The DIEPER Project (DIgitised European PERiodicals)
Thanos Massias introduces the DIEPER project.
Digitising of existing printed material (retrodigitising) has become a very important
topic in recent years. Advances in the relevant technologies have made the task more
affordable in terms of cost, time and labour intensity. On the other hand the demand for
digitised material is growing rapidly and it is anticipated that this trend will continue.
As a consequence, many initiatives have been undertaken on this field by various parties,
including publishers, libraries and various institutions.
An important fact to note is that there is no standard approach to the digitisation of
printed material. This is true not only for the technical aspects
(e.g. digitising equipment, output formats, type of storage, methods of access)
but also for things like the motivation and objectives, the selection of the original
material, the targeted audience, and so on.
Why are users interested in digitised documents? There are a number of reasons:
- It is easier to locate wanted material
- The means of indexing and searching electronic information are now very sophisticated.

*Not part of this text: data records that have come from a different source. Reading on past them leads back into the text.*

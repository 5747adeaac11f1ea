//! File-backed session store
//!
//! Keeps a small JSON key/value document on disk and stores the session
//! token under the fixed key `token`, so a token survives restarts the same
//! way a browser's local storage survives page loads.

use std::collections::BTreeMap;
use std::fs;
use std::io::ErrorKind;
use std::path::PathBuf;

use crate::domain::entities::SessionToken;
use crate::domain::ports::SessionStore;
use crate::error::SessionError;

/// Storage key of the session token
pub const TOKEN_KEY: &str = "token";

type Document = BTreeMap<String, String>;

/// Session store persisted to a JSON file
pub struct FileSessionStore {
    path: PathBuf,
}

impl FileSessionStore {
    pub fn new(path: impl Into<PathBuf>) -> Self {
        Self { path: path.into() }
    }

    fn read_document(&self) -> Result<Document, SessionError> {
        let raw = match fs::read_to_string(&self.path) {
            Ok(raw) => raw,
            Err(e) if e.kind() == ErrorKind::NotFound => return Ok(Document::new()),
            Err(e) => return Err(e.into()),
        };

        if raw.trim().is_empty() {
            return Ok(Document::new());
        }

        serde_json::from_str(&raw).map_err(|e| SessionError::Corrupt(e.to_string()))
    }

    fn write_document(&self, doc: &Document) -> Result<(), SessionError> {
        if let Some(parent) = self.path.parent() {
            if !parent.as_os_str().is_empty() {
                fs::create_dir_all(parent)?;
            }
        }

        let raw =
            serde_json::to_string_pretty(doc).map_err(|e| SessionError::Corrupt(e.to_string()))?;

        // Write-then-rename so a crash never leaves a half-written file
        let tmp = self.path.with_extension("tmp");
        fs::write(&tmp, raw)?;
        fs::rename(&tmp, &self.path)?;
        Ok(())
    }
}

impl SessionStore for FileSessionStore {
    fn load(&self) -> Result<Option<SessionToken>, SessionError> {
        let doc = self.read_document()?;
        Ok(doc
            .get(TOKEN_KEY)
            .filter(|t| !t.is_empty())
            .map(|t| SessionToken::new(t.clone())))
    }

    fn save(&self, token: &SessionToken) -> Result<(), SessionError> {
        let mut doc = self.read_document()?;
        doc.insert(TOKEN_KEY.to_string(), token.as_str().to_string());
        self.write_document(&doc)
    }

    fn clear(&self) -> Result<(), SessionError> {
        let mut doc = self.read_document()?;
        if doc.remove(TOKEN_KEY).is_none() {
            return Ok(());
        }
        self.write_document(&doc)
    }
}

#[cfg(test)]
mod tests {
    use super::*;

    fn temp_path() -> PathBuf {
        std::env::temp_dir()
            .join(format!("quotewall-{}", uuid::Uuid::new_v4()))
            .join("session.json")
    }

    #[test]
    fn load_missing_file_is_empty() {
        let store = FileSessionStore::new(temp_path());
        assert!(store.load().unwrap().is_none());
    }

    #[test]
    fn save_load_clear() {
        let path = temp_path();
        let store = FileSessionStore::new(&path);

        store.save(&SessionToken::new("tok-1")).unwrap();
        assert_eq!(store.load().unwrap(), Some(SessionToken::new("tok-1")));

        // A second store over the same file sees the persisted token
        let reopened = FileSessionStore::new(&path);
        assert_eq!(reopened.load().unwrap(), Some(SessionToken::new("tok-1")));

        store.clear().unwrap();
        assert!(reopened.load().unwrap().is_none());

        fs::remove_dir_all(path.parent().unwrap()).unwrap();
    }

    #[test]
    fn other_keys_are_preserved() {
        let path = temp_path();
        fs::create_dir_all(path.parent().unwrap()).unwrap();
        fs::write(&path, r#"{"theme":"dark"}"#).unwrap();

        let store = FileSessionStore::new(&path);
        store.save(&SessionToken::new("tok-2")).unwrap();
        store.clear().unwrap();

        let raw = fs::read_to_string(&path).unwrap();
        let doc: Document = serde_json::from_str(&raw).unwrap();
        assert_eq!(doc.get("theme").map(String::as_str), Some("dark"));
        assert!(!doc.contains_key(TOKEN_KEY));

        fs::remove_dir_all(path.parent().unwrap()).unwrap();
    }

    #[test]
    fn corrupt_file_is_reported() {
        let path = temp_path();
        fs::create_dir_all(path.parent().unwrap()).unwrap();
        fs::write(&path, "not json").unwrap();

        let store = FileSessionStore::new(&path);
        assert!(matches!(store.load(), Err(SessionError::Corrupt(_))));

        fs::remove_dir_all(path.parent().unwrap()).unwrap();
    }
}
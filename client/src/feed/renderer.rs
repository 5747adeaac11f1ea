//! Feed renderer
//!
//! Renders feed state and submission results to LLM-readable markdown.

use chrono::{DateTime, Utc};

use crate::app::{FeedState, FeedStatus, PublishedQuote};
use crate::domain::entities::Quote;
use crate::error::{AppError, ValidationErrors};

/// Render the whole feed, followed by a status footer
pub fn render_feed(state: &FeedState) -> String {
    let mut buf = String::new();

    buf.push_str("# Quotes\n\n");

    if state.items.is_empty() {
        if state.status() != FeedStatus::Loading {
            buf.push_str("_No quotes yet._\n\n");
        }
    } else {
        for (i, quote) in state.items.iter().enumerate() {
            buf.push_str(&render_quote(i + 1, quote));
            buf.push('\n');
        }
    }

    buf.push_str("---\n\n");
    buf.push_str(&render_footer(state));

    buf
}

fn render_quote(index: usize, quote: &Quote) -> String {
    let created = quote
        .created_at
        .as_ref()
        .map(format_timestamp)
        .unwrap_or_default();
    format!(
        "{}. \"{}\"\n    Uploaded By {} | {}\n    Image: {}\n    id: {}\n",
        index,
        quote.text,
        quote.author,
        created,
        quote.image_url,
        quote.id
    )
}

fn render_footer(state: &FeedState) -> String {
    match state.status() {
        FeedStatus::Loading => "_Loading more quotes..._\n".to_string(),
        FeedStatus::Exhausted => "_You've reached the end of the feed._\n".to_string(),
        FeedStatus::Error => {
            let detail = state
                .last_error
                .as_ref()
                .map(|e| e.to_string())
                .unwrap_or_default();
            format!(
                "**Failed to load quotes. Please try again.** ({})\nUse `retry` to request the page again.\n",
                detail
            )
        }
        FeedStatus::Idle => match state.frontier() {
            Some(id) => format!(
                "Showing {} quotes. Report `seen` with item_id `{}` to load more.\n",
                state.items.len(),
                id
            ),
            None => "Use `quotes` to load the feed.\n".to_string(),
        },
    }
}

/// Format a timestamp like `May 1, 2024, 2:05 PM` (UTC)
pub fn format_timestamp(ts: &DateTime<Utc>) -> String {
    ts.format("%B %-d, %Y, %-I:%M %p").to_string()
}

/// Render a successful create-quote submission
pub fn render_published(published: &PublishedQuote) -> String {
    let mut buf = String::from("Quote created successfully!\n\n");
    buf.push_str(&format!("Image: {}\n", published.media_url));
    if let Some(id) = published.record.get("id") {
        buf.push_str(&format!("id: {}\n", id));
    }
    buf
}

/// Render an error as a short notification
pub fn render_error(err: &AppError) -> String {
    match err {
        AppError::Validation(errors) => render_validation(errors),
        AppError::AuthRequired => {
            "You are not logged in. Use `login` with your username and OTP.\n".to_string()
        }
        AppError::Network(msg) => format!("Request failed: {}. Please try again.\n", msg),
        AppError::Session(msg) => format!("Session storage problem: {}\n", msg),
    }
}

fn render_validation(errors: &ValidationErrors) -> String {
    let mut buf = String::from("Please fix the following:\n");
    for e in errors.fields() {
        buf.push_str(&format!("- {}: {}\n", e.field, e.message));
    }
    buf
}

Depending upon the digitising approach, considerable information is usually available.
In many cases the full text, or at least a considerable portion of it, is also available.
Therefore very powerful search mechanisms can be employed. The interface to those mechanisms
usually works over a local area network or the Internet, making it possible for
the user to use the facilities remotely. In fact in many cases where access
to the digitised material is restricted to a special group of users
(e.g. the faculty members of a university or the customers of a publisher)
the search capability may have unrestricted access.
- The access is faster and easier
- The physical presence of the user at the place where the material is held is no longer
required. A user can remotely access the electronic form of the material in a very short time.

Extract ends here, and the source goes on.